All three of the other pitchers who batted in the DH-era AL were from the early years of the rule (all were in 1976 or earlier). They were all used to batting most of their careers to that point: Holtzman played 6 years for the Cubs and 1 year for Oakland pre-DH before he was penciled in to hit for himself, Jenkins was fresh off an 8-year stretch with the Cubs, and Brett played his first 4 years in the pre-DH AL before switching leagues in 1973 for the next 3 years. Holtzman and Brett were used to PH in their careers, and Brett, who is the only pitcher to bat for himself in the starting lineup twice in the DH-league, PH 28 times over his career, including 6 times in the 2 and a half months between his two occurrences. These three pitchers averaged 546 career PAs prior to hitting for themselves. Sonnanstine, on the other hand, had accumulated 14 career PAs hitting only in interleague games played in NL parks. Never before has such an inexperienced hitting pitcher been used in lieu of a DH.

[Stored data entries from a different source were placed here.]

//! Target-environment descriptor
//!
//! A [`ProbeEnvironment`] is the explicit input of a probe run: which
//! compiler to drive, with which flags, for which target, and where trial
//! units may be written. Nothing is read from ambient process state once
//! the descriptor has been built.

use crate::error::ToolchainError;
use crate::Result;
use serde::{Deserialize, Serialize};
use std::path::{Path, PathBuf};
use std::process::Stdio;
use std::time::Duration;
use tokio::process::Command;
use tracing::{debug, info};

/// Default time budget for a single trial step.
pub const DEFAULT_TIMEOUT_MS: u64 = 30_000;

/// Compilers tried, in order, when none is configured.
const COMPILER_CANDIDATES: &[&str] = &["cc", "gcc", "clang"];

/// Time allowed for `--version` during compiler discovery.
const DISCOVERY_TIMEOUT: Duration = Duration::from_secs(10);

/// Everything a probe needs to know about the build host and target.
#[derive(Debug, Clone, PartialEq, Eq, Serialize, Deserialize)]
pub struct ProbeEnvironment {
    /// C compiler driver used for trial compiles and links.
    pub compiler: PathBuf,

    /// Flags passed to every compile step.
    pub cflags: Vec<String>,

    /// Flags passed to every link step.
    pub ldflags: Vec<String>,

    /// Libraries appended to every link step.
    pub libs: Vec<String>,

    /// Target triple; `None` means the host.
    pub target: Option<String>,

    /// Host platform as `<arch>-<os>`.
    pub host: String,

    /// Directory under which per-probe scratch directories are created.
    pub scratch_root: PathBuf,

    /// Time budget for each trial step, in milliseconds.
    pub timeout_ms: u64,
}

impl ProbeEnvironment {
    /// Create a descriptor for `compiler` targeting the host.
    pub fn new(compiler: impl Into<PathBuf>) -> Self {
        Self {
            compiler: compiler.into(),
            cflags: Vec::new(),
            ldflags: Vec::new(),
            libs: Vec::new(),
            target: None,
            host: host_triple(),
            scratch_root: default_scratch_root(),
            timeout_ms: DEFAULT_TIMEOUT_MS,
        }
    }

    /// Build a descriptor around the first working compiler found.
    pub async fn discover() -> Result<Self> {
        Ok(Self::new(discover_compiler().await?))
    }

    pub fn with_target(mut self, target: impl Into<String>) -> Self {
        self.target = Some(target.into());
        self
    }

    pub fn with_cflags(mut self, flags: Vec<String>) -> Self {
        self.cflags = flags;
        self
    }

    pub fn with_ldflags(mut self, flags: Vec<String>) -> Self {
        self.ldflags = flags;
        self
    }

    pub fn with_libs(mut self, libs: Vec<String>) -> Self {
        self.libs = libs;
        self
    }

    pub fn with_scratch_root(mut self, root: impl Into<PathBuf>) -> Self {
        self.scratch_root = root.into();
        self
    }

    pub fn with_timeout_ms(mut self, timeout_ms: u64) -> Self {
        self.timeout_ms = timeout_ms;
        self
    }

    /// Time budget for a single trial step.
    pub fn timeout(&self) -> Duration {
        Duration::from_millis(self.timeout_ms)
    }

    /// Whether test programs built for the target cannot run on the host.
    pub fn is_cross_compiling(&self) -> bool {
        match &self.target {
            Some(target) => !triple_matches_host(target, &self.host),
            None => false,
        }
    }

    /// The target triple, falling back to the host.
    pub fn effective_target(&self) -> &str {
        self.target.as_deref().unwrap_or(&self.host)
    }
}

/// Per-user scratch root below the system temp directory, so runs by
/// different users never contend for the same lock or trial directories.
pub fn default_scratch_root() -> PathBuf {
    let user = std::env::var("USER")
        .or_else(|_| std::env::var("USERNAME"))
        .ok();
    std::env::temp_dir().join(scratch_dir_name(user.as_deref()))
}

fn scratch_dir_name(user: Option<&str>) -> String {
    let user: String = user
        .unwrap_or_default()
        .chars()
        .filter(|c| c.is_ascii_alphanumeric() || matches!(c, '-' | '_' | '.'))
        .collect();
    if user.is_empty() || user.chars().all(|c| c == '.') {
        "cfgprobe".to_string()
    } else {
        format!("cfgprobe-{}", user)
    }
}

/// Host platform as `<arch>-<os>`, e.g. `x86_64-linux`.
pub fn host_triple() -> String {
    format!("{}-{}", std::env::consts::ARCH, std::env::consts::OS)
}

/// Loose triple comparison: same architecture and an OS component that
/// names the host OS (`x86_64-unknown-linux-gnu` matches `x86_64-linux`).
pub fn triple_matches_host(target: &str, host: &str) -> bool {
    let Some((host_arch, host_os)) = host.split_once('-') else {
        return target == host;
    };
    let mut parts = target.split('-');
    let target_arch = parts.next().unwrap_or_default();
    if target_arch != host_arch {
        return false;
    }
    let os_aliases: &[&str] = match host_os {
        "macos" => &["darwin", "apple", "macos"],
        other => return parts.any(|p| p == other || p.starts_with(other)),
    };
    parts.any(|p| os_aliases.contains(&p))
}

/// Locate a C compiler: `$CC` first, then the usual driver names.
pub async fn discover_compiler() -> Result<PathBuf> {
    let mut candidates: Vec<String> = Vec::new();
    if let Ok(cc) = std::env::var("CC") {
        if !cc.trim().is_empty() {
            candidates.push(cc.trim().to_string());
        }
    }
    candidates.extend(COMPILER_CANDIDATES.iter().map(|c| c.to_string()));

    let mut tried = Vec::new();
    for candidate in candidates {
        if compiler_responds(Path::new(&candidate)).await {
            info!(compiler = %candidate, "Using C compiler");
            return Ok(PathBuf::from(candidate));
        }
        debug!(compiler = %candidate, "Compiler candidate not usable");
        tried.push(candidate);
    }

    Err(ToolchainError::CompilerNotFound { tried })
}

/// Check whether `compiler --version` runs successfully.
pub async fn compiler_responds(compiler: &Path) -> bool {
    let status = Command::new(compiler)
        .arg("--version")
        .stdin(Stdio::null())
        .stdout(Stdio::null())
        .stderr(Stdio::null())
        .kill_on_drop(true)
        .status();
    matches!(
        tokio::time::timeout(DISCOVERY_TIMEOUT, status).await,
        Ok(Ok(s)) if s.success()
    )
}

#[cfg(test)]
mod tests {
    use super::*;

    #[test]
    fn test_host_target_is_not_cross() {
        let env = ProbeEnvironment::new("cc");
        assert!(!env.is_cross_compiling());
        assert_eq!(env.effective_target(), env.host);
    }

    #[test]
    fn test_matching_gnu_triple_is_not_cross() {
        let mut env = ProbeEnvironment::new("cc");
        env.host = "x86_64-linux".to_string();
        let env = env.with_target("x86_64-unknown-linux-gnu");
        assert!(!env.is_cross_compiling());
    }

    #[test]
    fn test_foreign_arch_is_cross() {
        let mut env = ProbeEnvironment::new("cc");
        env.host = "x86_64-linux".to_string();
        let env = env.with_target("aarch64-unknown-linux-gnu");
        assert!(env.is_cross_compiling());
    }

    #[test]
    fn test_macos_host_matches_darwin_triple() {
        assert!(triple_matches_host("aarch64-apple-darwin", "aarch64-macos"));
        assert!(!triple_matches_host("aarch64-unknown-linux-gnu", "aarch64-macos"));
    }

    #[tokio::test]
    async fn test_missing_compiler_does_not_respond() {
        assert!(!compiler_responds(Path::new("/nonexistent/cfgprobe-cc")).await);
    }

    #[test]
    fn test_scratch_dir_is_per_user() {
        assert_eq!(scratch_dir_name(Some("alice")), "cfgprobe-alice");
        assert_ne!(scratch_dir_name(Some("alice")), scratch_dir_name(Some("bob")));
    }

    #[test]
    fn test_scratch_dir_name_is_sanitized() {
        assert_eq!(scratch_dir_name(Some("../evil user")), "cfgprobe-..eviluser");
        assert_eq!(scratch_dir_name(Some("..")), "cfgprobe");
        assert_eq!(scratch_dir_name(None), "cfgprobe");
    }

    #[test]
    fn test_default_scratch_root_is_in_temp_dir() {
        let env = ProbeEnvironment::new("cc");
        assert!(env.scratch_root.starts_with(std::env::temp_dir()));
        let name = env.scratch_root.file_name().unwrap().to_string_lossy().to_string();
        assert!(name.starts_with("cfgprobe"));
    }

    #[test]
    fn test_builder_sets_fields() {
        let env = ProbeEnvironment::new("gcc")
            .with_cflags(vec!["-O2".to_string()])
            .with_libs(vec!["-lm".to_string()])
            .with_timeout_ms(500);
        assert_eq!(env.cflags, vec!["-O2"]);
        assert_eq!(env.libs, vec!["-lm"]);
        assert_eq!(env.timeout(), Duration::from_millis(500));
    }
}
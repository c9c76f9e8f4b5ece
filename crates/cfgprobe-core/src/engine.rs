//! The per-invocation engine: probe, resolve, emit.
//!
//! An [`Engine`] walks `Idle → ProbingInProgress → Resolved → Emitted → Idle`.
//! A failure at any point returns it to `Idle` without producing output.
//! While a run is in flight, a lock file in the scratch root keeps other
//! invocations away from the same environment.

use std::fs::{self, OpenOptions};
use std::io::{ErrorKind, Write};
use std::path::{Path, PathBuf};
use std::sync::Arc;
use std::time::Instant;

use cfgprobe_toolchain::ProbeEnvironment;
use serde::Serialize;
use tracing::{debug, warn, Instrument};
use uuid::Uuid;

use crate::config::{EngineConfig, Overrides};
use crate::emitter::{
    write_if_changed, Emitter, HeaderEmitter, JsonEmitter, SummaryEmitter, WriteOutcome,
};
use crate::error::{ConfigureError, Result};
use crate::obs::{emit_run_finished, emit_run_started, run_span};
use crate::probe::Probe;
use crate::record::{ConfigurationRecord, PackageMetadata};
use crate::registry::ProbeRegistry;
use crate::resolver::{ResolutionStats, Resolver};

const LOCK_FILE: &str = ".cfgprobe.lock";

/// Lifecycle of one invocation.
#[derive(Debug, Clone, Copy, PartialEq, Eq, Hash, Serialize)]
#[serde(rename_all = "snake_case")]
pub enum EngineState {
    Idle,
    ProbingInProgress,
    Resolved,
    Emitted,
}

impl EngineState {
    /// Forward edges of the lifecycle, plus the abort edges back to `Idle`.
    pub fn can_transition_to(self, to: EngineState) -> bool {
        use EngineState::*;
        matches!(
            (self, to),
            (Idle, ProbingInProgress)
                | (ProbingInProgress, Resolved)
                | (Resolved, Emitted)
                | (Emitted, Idle)
                | (ProbingInProgress, Idle)
                | (Resolved, Idle)
        )
    }
}

/// Everything one successful run produced, rendered but not yet written.
#[derive(Debug, Clone)]
pub struct EngineOutput {
    pub run_id: String,
    pub record: ConfigurationRecord,
    pub header: String,
    pub report: String,
    pub summary: String,
    pub stats: ResolutionStats,
}

impl EngineOutput {
    /// Write the header and, if requested, the JSON report.
    ///
    /// Returns the outcome for the header; files whose content is unchanged
    /// are left untouched.
    pub fn write(&self, header_path: &Path, report_path: Option<&Path>) -> Result<WriteOutcome> {
        let outcome = write_if_changed(header_path, &self.header)?;
        if let Some(path) = report_path {
            write_if_changed(path, &self.report)?;
        }
        Ok(outcome)
    }
}

/// Exclusive claim on a scratch root, released on drop.
///
/// The lock file holds the owner's pid. A lock whose owner is no longer
/// running (the run was killed before it could clean up) is reclaimed.
#[derive(Debug)]
pub struct RunLock {
    path: PathBuf,
}

impl RunLock {
    pub fn acquire(scratch_root: &Path) -> Result<Self> {
        fs::create_dir_all(scratch_root)?;
        let path = scratch_root.join(LOCK_FILE);
        match Self::create(&path) {
            Err(ConfigureError::EngineBusy { .. }) if Self::is_stale(&path) => {
                warn!(lock = %path.display(), "Reclaiming run lock left by a dead process");
                fs::remove_file(&path)?;
                Self::create(&path)
            }
            other => other,
        }
    }

    fn create(path: &Path) -> Result<Self> {
        let mut file = match OpenOptions::new().write(true).create_new(true).open(path) {
            Ok(file) => file,
            Err(e) if e.kind() == ErrorKind::AlreadyExists => {
                return Err(ConfigureError::EngineBusy {
                    lock: path.to_path_buf(),
                })
            }
            Err(e) => return Err(e.into()),
        };
        writeln!(file, "{}", std::process::id())?;
        Ok(Self {
            path: path.to_path_buf(),
        })
    }

    /// A lock is stale when it names a pid that is not running. A lock
    /// that cannot be read or parsed may belong to a run that has not
    /// written its pid yet, so it is left alone.
    fn is_stale(path: &Path) -> bool {
        let Ok(contents) = fs::read_to_string(path) else {
            return false;
        };
        match contents.trim().parse::<u32>() {
            Ok(pid) => !process_alive(pid),
            Err(_) => false,
        }
    }

    pub fn path(&self) -> &Path {
        &self.path
    }
}

impl Drop for RunLock {
    fn drop(&mut self) {
        if let Err(e) = fs::remove_file(&self.path) {
            debug!(lock = %self.path.display(), error = %e, "Failed to release run lock");
        }
    }
}

#[cfg(target_os = "linux")]
fn process_alive(pid: u32) -> bool {
    Path::new("/proc").join(pid.to_string()).exists()
}

#[cfg(all(unix, not(target_os = "linux")))]
fn process_alive(pid: u32) -> bool {
    // `kill -0` checks existence without delivering a signal.
    std::process::Command::new("kill")
        .arg("-0")
        .arg(pid.to_string())
        .stdout(std::process::Stdio::null())
        .stderr(std::process::Stdio::null())
        .status()
        .map(|s| s.success())
        .unwrap_or(true)
}

#[cfg(not(unix))]
fn process_alive(_pid: u32) -> bool {
    true
}

/// Drives one registry through probing, resolution and emission.
pub struct Engine {
    registry: ProbeRegistry,
    probe: Arc<dyn Probe>,
    config: EngineConfig,
    header: HeaderEmitter,
    state: EngineState,
}

impl Engine {
    pub fn new(registry: ProbeRegistry, probe: Arc<dyn Probe>, config: EngineConfig) -> Self {
        Self {
            registry,
            probe,
            config,
            header: HeaderEmitter::new(),
            state: EngineState::Idle,
        }
    }

    pub fn with_header_emitter(mut self, header: HeaderEmitter) -> Self {
        self.header = header;
        self
    }

    pub fn state(&self) -> EngineState {
        self.state
    }

    pub fn registry(&self) -> &ProbeRegistry {
        &self.registry
    }

    fn transition(&mut self, to: EngineState) -> Result<()> {
        if !self.state.can_transition_to(to) {
            return Err(ConfigureError::InvalidTransition {
                from: self.state,
                to,
            });
        }
        debug!(from = ?self.state, to = ?to, "Engine transition");
        self.state = to;
        Ok(())
    }

    /// Run once against `env`.
    ///
    /// Nothing is written to disk here; call [`EngineOutput::write`] with
    /// the result.
    pub async fn run(
        &mut self,
        env: &ProbeEnvironment,
        overrides: &Overrides,
        package: PackageMetadata,
    ) -> Result<EngineOutput> {
        let run_id = Uuid::new_v4().to_string();
        let span = run_span(&run_id);
        self.run_with_id(run_id, env, overrides, package)
            .instrument(span)
            .await
    }

    async fn run_with_id(
        &mut self,
        run_id: String,
        env: &ProbeEnvironment,
        overrides: &Overrides,
        package: PackageMetadata,
    ) -> Result<EngineOutput> {
        self.transition(EngineState::ProbingInProgress)?;
        let started = Instant::now();

        let result = self.probe_and_emit(&run_id, env, overrides, package).await;
        let duration_ms = started.elapsed().as_millis() as u64;

        match result {
            Ok(output) => {
                self.transition(EngineState::Idle)?;
                emit_run_finished(&run_id, duration_ms, output.stats.indeterminate, true);
                Ok(output)
            }
            Err(e) => {
                self.state = EngineState::Idle;
                emit_run_finished(&run_id, duration_ms, 0, false);
                Err(e)
            }
        }
    }

    async fn probe_and_emit(
        &mut self,
        run_id: &str,
        env: &ProbeEnvironment,
        overrides: &Overrides,
        package: PackageMetadata,
    ) -> Result<EngineOutput> {
        let _lock = RunLock::acquire(&env.scratch_root)?;

        let waves = self.registry.evaluation_levels()?.len();
        emit_run_started(run_id, self.registry.len(), waves, self.config.jobs);

        let resolver = Resolver::new(&self.registry, &*self.probe, &self.config);
        let (record, stats) = resolver.resolve_with_stats(env, overrides, package).await?;

        let toolchain = if self.config.fingerprint {
            Some(cfgprobe_toolchain::fingerprint(env).await.digest)
        } else {
            None
        };
        let record = record.with_toolchain(toolchain);
        self.transition(EngineState::Resolved)?;

        let header = self.header.emit(&record)?;
        let report = JsonEmitter.emit(&record)?;
        let summary = SummaryEmitter.emit(&record)?;
        self.transition(EngineState::Emitted)?;

        Ok(EngineOutput {
            run_id: run_id.to_string(),
            record,
            header,
            report,
            summary,
            stats,
        })
    }
}

#[cfg(test)]
mod tests {
    use super::*;

    #[test]
    fn test_lifecycle_edges() {
        use EngineState::*;
        assert!(Idle.can_transition_to(ProbingInProgress));
        assert!(ProbingInProgress.can_transition_to(Resolved));
        assert!(Resolved.can_transition_to(Emitted));
        assert!(Emitted.can_transition_to(Idle));
        assert!(!Idle.can_transition_to(Emitted));
        assert!(!Emitted.can_transition_to(ProbingInProgress));
        assert!(!Idle.can_transition_to(Resolved));
    }

    #[test]
    fn test_lock_is_exclusive_and_released() {
        let scratch = tempfile::tempdir().unwrap();
        let lock = RunLock::acquire(scratch.path()).unwrap();
        assert!(lock.path().exists());
        assert!(matches!(
            RunLock::acquire(scratch.path()),
            Err(ConfigureError::EngineBusy { .. })
        ));
        drop(lock);
        assert!(RunLock::acquire(scratch.path()).is_ok());
    }

    #[cfg(target_os = "linux")]
    #[test]
    fn test_lock_of_dead_process_is_reclaimed() {
        let scratch = tempfile::tempdir().unwrap();
        let mut child = std::process::Command::new("true").spawn().unwrap();
        let dead_pid = child.id();
        child.wait().unwrap();
        fs::write(scratch.path().join(LOCK_FILE), format!("{}\n", dead_pid)).unwrap();

        let lock = RunLock::acquire(scratch.path()).unwrap();
        let owner = fs::read_to_string(lock.path()).unwrap();
        assert_eq!(owner.trim(), std::process::id().to_string());
    }

    #[test]
    fn test_lock_of_live_process_is_kept() {
        let scratch = tempfile::tempdir().unwrap();
        fs::write(
            scratch.path().join(LOCK_FILE),
            format!("{}\n", std::process::id()),
        )
        .unwrap();
        assert!(matches!(
            RunLock::acquire(scratch.path()),
            Err(ConfigureError::EngineBusy { .. })
        ));
    }

    #[test]
    fn test_unreadable_lock_is_kept() {
        let scratch = tempfile::tempdir().unwrap();
        fs::write(scratch.path().join(LOCK_FILE), "").unwrap();
        assert!(matches!(
            RunLock::acquire(scratch.path()),
            Err(ConfigureError::EngineBusy { .. })
        ));
    }
}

Sonnanstine was also the only one of these to hit higher than 8th (which Brett did in one of his 2 games). In fact, he's the only pitcher dating back to the mid-50s, where Retrosheet has complete batting order data, to hit 3rd in the starting lineup, and in all of Retrosheet's batting order data, which includes data from a handful of years before the 50s, the only other pitcher to hit 3rd since the turn of the century was Babe Ruth for the Yankees in 1921. A number of pitchers did it in the 1800s, most notably all-around superstar Al Spalding (who, as a side note, left the game in his prime to found a sporting goods business).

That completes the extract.